Note: LLM outputs are non-deterministic. Your results may differ slightly from the examples shown in this document. That's expected — focus on the patterns, not the exact numbers.

Filter to See Failures

In the filter box, enter:

evaluations.department_match.score == 0

This shows only the misclassified examples. For each failure, you can see:

  • The input request
  • Expected department (from dataset)
  • Actual department (from agent)
  • The evaluator's explanation

Which two departments are getting confused? Why might that be?

What we typically see

With the baseline prompt, HR requests about expense reimbursement get misclassified as Finance. The prompt doesn't clarify that employee reimbursements are HR's responsibility.

Analyze with the CLI

For a quick summary with precision/recall and confusion matrix:

uv run python scripts/analyze_routing_experiment.py --target cat-cafe

This shows:

  • Precision/Recall by department — Which departments are we over/under-predicting?
  • Confusion matrix — Which departments get confused with each other?

Example output:

Experiment: routing-baseline
Total Examples: 11 | Routing Accuracy: 81.8%

            Precision/Recall by Department
  Department   Precision   Recall       F1   Support
  IT              100.0%   100.0%   100.0%         3
  HR              100.0%    33.3%    50.0%         3  ← Low recall!
  Finance          33.3%   100.0%    50.0%         1  ← Low precision!
  ...

                 Confusion Matrix
  True \ Pred   IT   HR   Finance   ...
  IT             3    0         0
  HR             0    1         2   ← HR misclassified as Finance
  Finance        0    0         1

What does this tell us? HR has low recall (33%) because 2 of 3 HR examples were predicted as Finance. These are the expense reimbursement cases.

Key Insight

Filtering to failures is the fastest way to understand what's broken.

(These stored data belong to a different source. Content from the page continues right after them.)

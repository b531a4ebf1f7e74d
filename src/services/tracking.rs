//! Shipment notifications from the shipping platform: pending orders get their
//! carrier, tracking number and cost, and move to `Shipped`.

use crate::db::DbPool;
use crate::entities::order::{self, Entity as Order, OrderStatus};
use crate::errors::ServiceError;
use crate::integrations::shipstation::{ShippingPlatform, TrackingUpdate};
use crate::notifications::{self, Notifier};
use crate::services::brand_directory::BrandDirectory;
use crate::services::order_ingestor::FailedOrder;
use sea_orm::sea_query::Expr;
use sea_orm::{ColumnTrait, EntityTrait, QueryFilter};
use serde::{Deserialize, Serialize};
use std::sync::Arc;
use tracing::{debug, info, instrument, warn};
use utoipa::ToSchema;

/// Which kind of resource a tracking webhook points at.
#[derive(Debug, Clone, Copy, PartialEq, Eq)]
pub enum TrackingSource {
    Shipments,
    Fulfillments,
}

#[derive(Debug, Clone, Default, PartialEq, Eq, Serialize, Deserialize, ToSchema)]
pub struct TrackingReport {
    pub received: usize,
    pub updated: usize,
    /// No pending order with that number
    pub skipped: usize,
    pub failed: Vec<FailedOrder>,
}

pub struct TrackingService {
    db: Arc<DbPool>,
    shipping: Arc<dyn ShippingPlatform>,
    directory: Arc<BrandDirectory>,
    notifier: Arc<dyn Notifier>,
}

impl TrackingService {
    pub fn new(
        db: Arc<DbPool>,
        shipping: Arc<dyn ShippingPlatform>,
        directory: Arc<BrandDirectory>,
        notifier: Arc<dyn Notifier>,
    ) -> Self {
        Self {
            db,
            shipping,
            directory,
            notifier,
        }
    }

    #[instrument(skip(self))]
    pub async fn process_resource(
        &self,
        source: TrackingSource,
        resource_url: &str,
    ) -> Result<TrackingReport, ServiceError> {
        let updates = match source {
            TrackingSource::Shipments => self.shipping.fetch_shipments(resource_url).await?,
            TrackingSource::Fulfillments => self.shipping.fetch_fulfillments(resource_url).await?,
        };

        let mut report = TrackingReport::default();
        for update in &updates {
            report.received += 1;
            match self.apply(update).await {
                Ok(true) => report.updated += 1,
                Ok(false) => report.skipped += 1,
                Err(err) => {
                    warn!(order_number = %update.order_number, error = %err, "tracking update failed");
                    report.failed.push(FailedOrder {
                        order_number: update.order_number.clone(),
                        error: err.response_message(),
                    });
                }
            }
        }
        info!(?report, "tracking updates processed");
        Ok(report)
    }

    /// Returns false when no pending order matched. The status filter on the
    /// update makes redelivered notifications a no-op.
    pub async fn apply(&self, update: &TrackingUpdate) -> Result<bool, ServiceError> {
        let db = self.db.as_ref();
        let mut statement = Order::update_many()
            .col_expr(order::Column::Carrier, Expr::value(update.carrier.clone()))
            .col_expr(
                order::Column::TrackingNumber,
                Expr::value(update.tracking_number.clone()),
            )
            .col_expr(order::Column::Status, Expr::value(OrderStatus::Shipped.to_string()))
            .col_expr(order::Column::UpdatedAt, Expr::value(Some(chrono::Utc::now())))
            .filter(order::Column::OrderNumber.eq(update.order_number.as_str()))
            .filter(order::Column::Status.eq(OrderStatus::Pending.to_string()));
        // keep the cost captured at ingestion when the platform reports none
        if let Some(cost) = update.shipping_cost {
            statement = statement.col_expr(order::Column::CostOfShipment, Expr::value(Some(cost)));
        }
        let result = statement.exec(db).await?;

        if result.rows_affected == 0 {
            debug!(order_number = %update.order_number, "no pending order for tracking update");
            return Ok(false);
        }

        let brand_id = Order::find()
            .filter(order::Column::OrderNumber.eq(update.order_number.as_str()))
            .one(db)
            .await?
            .and_then(|o| o.brand_id);
        let recipient = brand_id
            .as_deref()
            .and_then(|id| self.directory.notification_address(id));
        let message = notifications::tracking_message(
            recipient.as_deref(),
            &update.order_number,
            update.carrier.as_deref(),
            update.tracking_number.as_deref(),
        );
        notifications::notify_best_effort(self.notifier.as_ref(), message).await;
        Ok(true)
    }
}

The confusion matrix tells you exactly which categories are confused.


Part 4: Improving Routing

Goal: Use eval results to make targeted improvements.

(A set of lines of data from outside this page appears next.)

//! Persists an order, its line items and every inventory effect in one
//! transaction.

use crate::db::{is_unique_violation, DbPool};
use crate::entities::{
    order::{self, Entity as Order, FulfillmentChannel, OrderStatus},
    order_line_item, unmapped_sku,
};
use crate::errors::ServiceError;
use crate::events::{outbox, OutboundEvent};
use crate::integrations::shipstation::CreateOrderRequest;
use crate::services::fees::{self, FeeSchedule};
use crate::services::inventory_adjuster::{self, Adjustment, ChangeContext, DeductionPolicy};
use crate::services::sku_resolver::{self, Resolution, ResolvedMapping, UnmappedLine};
use chrono::{DateTime, Utc};
use rust_decimal::Decimal;
use sea_orm::{
    ActiveModelTrait, ColumnTrait, DatabaseTransaction, EntityTrait, QueryFilter, Set,
    TransactionTrait,
};
use std::sync::Arc;
use tracing::{info, instrument, warn};
use uuid::Uuid;

/// How a line names what it sells.
#[derive(Debug, Clone, PartialEq, Eq)]
pub enum LineTarget {
    /// Channel SKU resolved through the mapping table
    Sku(Option<String>),
    /// Internal product chosen directly (portal entry)
    Product(Uuid),
}

#[derive(Debug, Clone)]
pub struct DraftLine {
    pub target: LineTarget,
    pub name: Option<String>,
    pub image_url: Option<String>,
    pub quantity: i32,
    pub unit_price: Decimal,
}

impl DraftLine {
    fn sku(&self) -> Option<&str> {
        match &self.target {
            LineTarget::Sku(sku) => sku.as_deref(),
            LineTarget::Product(_) => None,
        }
    }
}

/// Recipient and address fields copied onto the order header.
#[derive(Debug, Clone, Default)]
pub struct Recipient {
    pub customer_email: Option<String>,
    pub customer_name: Option<String>,
    pub company: Option<String>,
    pub street1: Option<String>,
    pub street2: Option<String>,
    pub city: Option<String>,
    pub state: Option<String>,
    pub postal_code: Option<String>,
    pub country: Option<String>,
    pub phone: Option<String>,
}

/// Everything needed to create one order.
#[derive(Debug, Clone)]
pub struct OrderDraft {
    pub order_number: String,
    pub order_date: Option<DateTime<Utc>>,
    pub is_3pl_order: bool,
    pub brand_id: Option<String>,
    pub brand_name: Option<String>,
    pub order_source: Option<String>,
    pub recipient: Recipient,
    pub carrier: Option<String>,
    pub tracking_number: Option<String>,
    pub fulfillment_channel: FulfillmentChannel,
    pub shipping_amount: Option<Decimal>,
    pub amount_paid: Option<Decimal>,
    pub notes: Option<String>,
    pub lines: Vec<DraftLine>,
    /// Changelog `change_source`
    pub change_source: String,
    /// Store or channel recorded on unmapped SKU rows
    pub channel: Option<String>,
    pub policy: DeductionPolicy,
    /// Lines with no price take the price of the product whose ASIN equals the SKU
    pub price_from_asin: bool,
    /// Shipping-platform order to create once this commits
    pub mirror: Option<CreateOrderRequest>,
}

#[derive(Debug, Clone)]
pub struct MaterializedOrder {
    pub order: order::Model,
    pub line_items: Vec<order_line_item::Model>,
    pub adjustments: Vec<Adjustment>,
    pub unmapped: Vec<unmapped_sku::Model>,
    pub skipped_lines: usize,
    pub outbox_id: Option<Uuid>,
}

#[derive(Debug, Clone)]
pub enum MaterializeOutcome {
    Created(Box<MaterializedOrder>),
    /// An order with this number already exists; nothing was written
    Duplicate,
}

struct ResolvedLine {
    line: DraftLine,
    unit_price: Decimal,
    mappings: Option<Vec<ResolvedMapping>>,
}

pub struct OrderMaterializer {
    db: Arc<DbPool>,
    fees: Arc<FeeSchedule>,
}

impl OrderMaterializer {
    pub fn new(db: Arc<DbPool>, fees: Arc<FeeSchedule>) -> Self {
        Self { db, fees }
    }

    pub async fn exists(&self, order_number: &str) -> Result<bool, ServiceError> {
        Ok(Order::find()
            .filter(order::Column::OrderNumber.eq(order_number))
            .one(self.db.as_ref())
            .await?
            .is_some())
    }

    /// Creates the order. Any error rolls back every write for this order.
    #[instrument(skip(self, draft), fields(order_number = %draft.order_number))]
    pub async fn materialize(&self, draft: OrderDraft) -> Result<MaterializeOutcome, ServiceError> {
        if self.exists(&draft.order_number).await? {
            info!("order already recorded, skipping");
            return Ok(MaterializeOutcome::Duplicate);
        }

        let txn = self.db.begin().await?;
        match self.write_order(&txn, draft).await {
            Ok(created) => {
                txn.commit().await?;
                info!(
                    order_id = %created.order.id,
                    lines = created.line_items.len(),
                    unmapped = created.unmapped.len(),
                    "order materialized"
                );
                Ok(MaterializeOutcome::Created(Box::new(created)))
            }
            Err(ServiceError::DatabaseError(err)) if is_unique_violation(&err) => {
                txn.rollback().await?;
                info!("order number claimed concurrently, treating as duplicate");
                Ok(MaterializeOutcome::Duplicate)
            }
            Err(err) => {
                txn.rollback().await?;
                Err(err)
            }
        }
    }

    async fn resolve_lines(
        &self,
        txn: &DatabaseTransaction,
        draft: &OrderDraft,
    ) -> Result<(Vec<ResolvedLine>, usize), ServiceError> {
        let mut resolved = Vec::with_capacity(draft.lines.len());
        let mut skipped = 0;

        for line in &draft.lines {
            let mappings = match &line.target {
                LineTarget::Product(product_id) => {
                    Some(vec![sku_resolver::resolve_product(txn, *product_id).await?])
                }
                LineTarget::Sku(sku) => {
                    match sku_resolver::resolve_line(
                        txn,
                        draft.brand_id.as_deref(),
                        sku.as_deref(),
                        line.name.as_deref(),
                    )
                    .await?
                    {
                        Resolution::Skipped => {
                            skipped += 1;
                            continue;
                        }
                        Resolution::Unmapped => None,
                        Resolution::Mapped(mappings) => Some(mappings),
                    }
                }
            };

            let mut unit_price = line.unit_price;
            if draft.price_from_asin && unit_price.is_zero() {
                if let Some(sku) = line.sku() {
                    if let Some(listing) = sku_resolver::find_by_asin(txn, sku).await? {
                        unit_price = listing.price.unwrap_or_default();
                    }
                }
            }

            resolved.push(ResolvedLine {
                line: line.clone(),
                unit_price,
                mappings,
            });
        }

        Ok((resolved, skipped))
    }

    async fn write_order(
        &self,
        txn: &DatabaseTransaction,
        mut draft: OrderDraft,
    ) -> Result<MaterializedOrder, ServiceError> {
        if let Some(line) = draft.lines.iter().find(|l| l.quantity < 0) {
            return Err(ServiceError::ValidationError(format!(
                "line {} has negative quantity {}",
                line.sku().unwrap_or("(no sku)"),
                line.quantity
            )));
        }
        let (lines, skipped_lines) = self.resolve_lines(txn, &draft).await?;

        if draft.brand_id.is_none() {
            if let Some(product) = lines
                .iter()
                .filter_map(|l| l.mappings.as_ref())
                .flatten()
                .map(|m| &m.product)
                .next()
            {
                draft.brand_id = Some(product.brand_id.clone());
                draft.brand_name = product.brand_name.clone();
            }
        }

        let total_unit_quantity =
            fees::total_unit_quantity(lines.iter().map(|l| l.line.quantity))?;
        let total_paid = fees::total_paid(
            draft.amount_paid,
            lines.iter().map(|l| (l.unit_price, l.line.quantity)),
        );
        let referral_fee = self
            .fees
            .referral_fee(total_paid, draft.order_source.as_deref());
        let status = if draft.fulfillment_channel.is_external() {
            OrderStatus::Shipped
        } else {
            OrderStatus::Pending
        };

        let order_id = Uuid::new_v4();
        let recipient = draft.recipient.clone();
        let order = order::ActiveModel {
            id: Set(order_id),
            order_number: Set(draft.order_number.clone()),
            order_date: Set(draft.order_date),
            is_3pl_order: Set(draft.is_3pl_order),
            brand_id: Set(draft.brand_id.clone()),
            brand_name: Set(draft.brand_name.clone()),
            order_source: Set(draft.order_source.clone()),
            customer_email: Set(recipient.customer_email),
            customer_name: Set(recipient.customer_name),
            recipient_company: Set(recipient.company),
            street1: Set(recipient.street1),
            street2: Set(recipient.street2),
            city: Set(recipient.city),
            state: Set(recipient.state),
            postal_code: Set(recipient.postal_code),
            country: Set(recipient.country),
            phone: Set(recipient.phone),
            carrier: Set(draft.carrier.clone()),
            tracking_number: Set(draft.tracking_number.clone()),
            status: Set(status.to_string()),
            fulfillment_channel: Set(draft.fulfillment_channel.to_string()),
            cost_of_shipment: Set(draft.shipping_amount),
            referral_fee: Set(referral_fee),
            total_paid: Set(total_paid),
            total_unit_quantity: Set(total_unit_quantity),
            notes: Set(draft.notes.clone()),
            ..Default::default()
        }
        .insert(txn)
        .await?;

        let ctx = ChangeContext {
            change_source: &draft.change_source,
            order_number: Some(&draft.order_number),
        };
        let mut line_items = Vec::with_capacity(lines.len());
        let mut adjustments = Vec::new();
        let mut unmapped = Vec::new();
        let mut fba_cost = Decimal::ZERO;

        for resolved in &lines {
            let line = &resolved.line;
            let first_product = resolved
                .mappings
                .as_ref()
                .and_then(|m| m.first())
                .map(|m| &m.product);

            let item = order_line_item::ActiveModel {
                id: Set(Uuid::new_v4()),
                order_id: Set(order_id),
                sku: Set(line
                    .sku()
                    .map(str::to_string)
                    .or_else(|| first_product.map(|p| p.sku.clone()))),
                asin: Set(first_product.and_then(|p| p.asin.clone())),
                product_name: Set(line
                    .name
                    .clone()
                    .or_else(|| first_product.map(|p| p.product_name.clone()))),
                image_url: Set(line
                    .image_url
                    .clone()
                    .or_else(|| first_product.and_then(|p| p.image_url.clone()))),
                product_id: Set(first_product.map(|p| p.id)),
                quantity: Set(line.quantity),
                unit_price: Set(resolved.unit_price),
                cost_of_good: Set(first_product.and_then(|p| p.cost_of_good)),
                brand_id: Set(first_product
                    .map(|p| p.brand_id.clone())
                    .or_else(|| draft.brand_id.clone())),
                brand_name: Set(first_product
                    .and_then(|p| p.brand_name.clone())
                    .or_else(|| draft.brand_name.clone())),
                ..Default::default()
            }
            .insert(txn)
            .await?;
            line_items.push(item);

            match &resolved.mappings {
                None => {
                    let row = sku_resolver::record_unmapped(
                        txn,
                        UnmappedLine {
                            sku: line.sku(),
                            brand_id: draft.brand_id.as_deref(),
                            brand_name: draft.brand_name.as_deref(),
                            order_number: &draft.order_number,
                            quantity: line.quantity,
                            source: draft.channel.as_deref(),
                            product_name: line.name.as_deref(),
                            image_url: line.image_url.as_deref(),
                        },
                    )
                    .await?;
                    unmapped.push(row);
                }
                Some(mappings) => {
                    for mapping in mappings {
                        let units = mapping.units_for(line.quantity);
                        let adjustment = inventory_adjuster::deduct(
                            txn,
                            mapping.product.id,
                            units,
                            draft.policy,
                            ctx,
                        )
                        .await?;
                        adjustments.push(adjustment);

                        if draft.fulfillment_channel.is_external() {
                            match mapping.product.fba_fee {
                                Some(fee) => fba_cost += fee * Decimal::from(line.quantity),
                                None => warn!(
                                    product_id = %mapping.product.id,
                                    "externally fulfilled product has no fba_fee"
                                ),
                            }
                        }
                    }
                }
            }
        }

        let order = if draft.fulfillment_channel.is_external() {
            let mut active: order::ActiveModel = order.into();
            active.cost_of_shipment = Set(Some(fees::round_money(fba_cost)));
            active.update(txn).await?
        } else {
            order
        };

        let outbox_id = match draft.mirror.take() {
            Some(request) => Some(
                outbox::enqueue_event(txn, &OutboundEvent::MirrorOrder { order_id, request })
                    .await?,
            ),
            None => None,
        };

        Ok(MaterializedOrder {
            order,
            line_items,
            adjustments,
            unmapped,
            skipped_lines,
            outbox_id,
        })
    }
}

The analysis told us exactly what's broken:

  • HR examples are being misclassified as Finance
  • Specifically: expense reimbursement requests

Now we fix it.

How to Fix Prompts

When you find a failure pattern, resist the urge to add specific examples for each failure — that's overfitting. Instead, look for the general rule that's missing.

Common techniques:

  • Clarify definitions — "HR handles employee reimbursements, Finance handles vendor payments"
  • Add disambiguation rules — "If the request mentions X, route to Y"
  • Reorder or emphasize — Put the most confused categories closer together with clearer distinctions

For our HR vs Finance confusion, the fix is a clearer definition, not "expense reports go to HR."

Step 1: Create Your Fix

Copy the baseline prompt and create your own version:

cp prompts/routing/baseline.txt prompts/routing/my_fix.txt

Edit it with your fix:

# Use your preferred editor
nano prompts/routing/my_fix.txt
# or
code prompts/routing/my_fix.txt
Hint: What to change

The v1 prompt doesn't say who handles expense reimbursements. Finance sounds right for "expenses," but employee reimbursements are typically HR.

Try adding something like:

  • "HR handles employee expense reimbursements"
  • "Finance handles vendor payments, not employee reimbursements"

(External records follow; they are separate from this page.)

mod m20240901_000005_create_inventory_changelog_table {

    use super::m20240901_000001_create_products_table::Products;
    use sea_orm_migration::prelude::*;

    pub struct Migration;

    impl MigrationName for Migration {
        fn name(&self) -> &str {
            "m20240901_000005_create_inventory_changelog_table"
        }
    }

    #[async_trait::async_trait]
    impl MigrationTrait for Migration {
        async fn up(&self, manager: &SchemaManager) -> Result<(), DbErr> {
            manager
                .create_table(
                    Table::create()
                        .table(InventoryChangelog::Table)
                        .if_not_exists()
                        .col(
                            ColumnDef::new(InventoryChangelog::Id)
                                .uuid()
                                .primary_key()
                                .not_null(),
                        )
                        .col(
                            ColumnDef::new(InventoryChangelog::ProductId)
                                .uuid()
                                .not_null(),
                        )
                        .col(ColumnDef::new(InventoryChangelog::Sku).string().null())
                        .col(
                            ColumnDef::new(InventoryChangelog::ProductName)
                                .string()
                                .null(),
                        )
                        .col(ColumnDef::new(InventoryChangelog::ImageUrl).string().null())
                        .col(ColumnDef::new(InventoryChangelog::BrandId).string().null())
                        .col(ColumnDef::new(InventoryChangelog::BrandName).string().null())
                        .col(
                            ColumnDef::new(InventoryChangelog::PreviousQuantity)
                                .integer()
                                .not_null(),
                        )
                        .col(
                            ColumnDef::new(InventoryChangelog::NewQuantity)
                                .integer()
                                .not_null(),
                        )
                        .col(
                            ColumnDef::new(InventoryChangelog::NetChange)
                                .integer()
                                .not_null(),
                        )
                        .col(
                            ColumnDef::new(InventoryChangelog::ChangeSource)
                                .string()
                                .not_null(),
                        )
                        .col(
                            ColumnDef::new(InventoryChangelog::OrderNumber)
                                .string()
                                .null(),
                        )
                        .col(
                            ColumnDef::new(InventoryChangelog::CreatedAt)
                                .timestamp_with_time_zone()
                                .not_null(),
                        )
                        .foreign_key(
                            ForeignKey::create()
                                .name("fk_inventory_changelog_product_id")
                                .from(InventoryChangelog::Table, InventoryChangelog::ProductId)
                                .to(Products::Table, Products::Id)
                                .on_delete(ForeignKeyAction::Restrict)
                                .on_update(ForeignKeyAction::Cascade),
                        )
                        .to_owned(),
                )
                .await?;

            manager
                .create_index(
                    Index::create()
                        .if_not_exists()
                        .name("idx_inventory_changelog_product_created")
                        .table(InventoryChangelog::Table)
                        .col(InventoryChangelog::ProductId)
                        .col(InventoryChangelog::CreatedAt)
                        .to_owned(),
                )
                .await
        }

        async fn down(&self, manager: &SchemaManager) -> Result<(), DbErr> {
            manager
                .drop_table(Table::drop().table(InventoryChangelog::Table).to_owned())
                .await
        }
    }

    #[derive(DeriveIden)]
    enum InventoryChangelog {
        Table,
        Id,
        ProductId,
        Sku,
        ProductName,
        ImageUrl,
        BrandId,
        BrandName,
        PreviousQuantity,
        NewQuantity,
        NetChange,
        ChangeSource,
        OrderNumber,
        CreatedAt,
    }
}

mod m20240901_000006_create_unmapped_skus_table {

    use sea_orm_migration::prelude::*;

    pub struct Migration;

    impl MigrationName for Migration {
        fn name(&self) -> &str {
            "m20240901_000006_create_unmapped_skus_table"
        }
    }

    #[async_trait::async_trait]
    impl MigrationTrait for Migration {
        async fn up(&self, manager: &SchemaManager) -> Result<(), DbErr> {
            manager
                .create_table(
                    Table::create()
                        .table(UnmappedSkus::Table)
                        .if_not_exists()
                        .col(
                            ColumnDef::new(UnmappedSkus::Id)
                                .uuid()
                                .primary_key()
                                .not_null(),
                        )
                        .col(ColumnDef::new(UnmappedSkus::Sku).string().null())
                        .col(ColumnDef::new(UnmappedSkus::BrandId).string().null())
                        .col(ColumnDef::new(UnmappedSkus::BrandName).string().null())
                        .col(ColumnDef::new(UnmappedSkus::OrderNumber).string().not_null())
                        .col(ColumnDef::new(UnmappedSkus::Quantity).integer().not_null())
                        .col(ColumnDef::new(UnmappedSkus::Source).string().null())
                        .col(ColumnDef::new(UnmappedSkus::ProductName).string().null())
                        .col(ColumnDef::new(UnmappedSkus::ImageUrl).string().null())
                        .col(
                            ColumnDef::new(UnmappedSkus::CreatedAt)
                                .timestamp_with_time_zone()
                                .not_null(),
                        )
                        .to_owned(),
                )
                .await
        }

        async fn down(&self, manager: &SchemaManager) -> Result<(), DbErr> {
            manager
                .drop_table(Table::drop().table(UnmappedSkus::Table).to_owned())
                .await
        }
    }

    #[derive(DeriveIden)]
    enum UnmappedSkus {
        Table,
        Id,
        Sku,
        BrandId,
        BrandName,
        OrderNumber,
        Quantity,
        Source,
        ProductName,
        ImageUrl,
        CreatedAt,
    }
}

Step 2: Run Your Experiment

Test your fix:

uv run cat-experiments run experiments/routing.py \
  -c experiments/baseline.yaml \
  --dataset live_routing \
  --param prompt_file=prompts/routing/my_fix.txt

Step 3: Check Your Results

uv run python scripts/analyze_routing_experiment.py --target cat-cafe

Tip: You can also compare experiments visually in CAT Cafe at http://localhost:8000/datasets (click the dataset, then the Experiments tab)

Did it work?

  • Did HR recall improve?
  • Did you break anything else?
Metric v1 (baseline) Your fix Change
Overall accuracy 81.8% ___%
HR recall 33.3% ___%

Compare to Our Fix

See what we changed in the tuned version:

diff prompts/routing/baseline.txt prompts/routing/tuned.txt

Key changes in the tuned prompt:

  • Reframed as a "concierge" that consults specialists and relays answers
  • Added detailed department descriptions with responsibilities
  • Added NOTE to Finance: "Employee expense reimbursements go to HR"
  • Clarified Security is physical security ONLY; information security goes to IT
  • Added explicit disambiguation rules section
  • Added specialist consultation workflow (consult -> relay or escalate)

Run the tuned config to compare:

uv run cat-experiments run experiments/routing.py \
  -c experiments/tuned.yaml \
  --dataset live_routing
uv run python scripts/analyze_routing_experiment.py --target cat-cafe

Key Insight

One change, one comparison, one decision. The eval tells you if your fix worked — or if you broke something else.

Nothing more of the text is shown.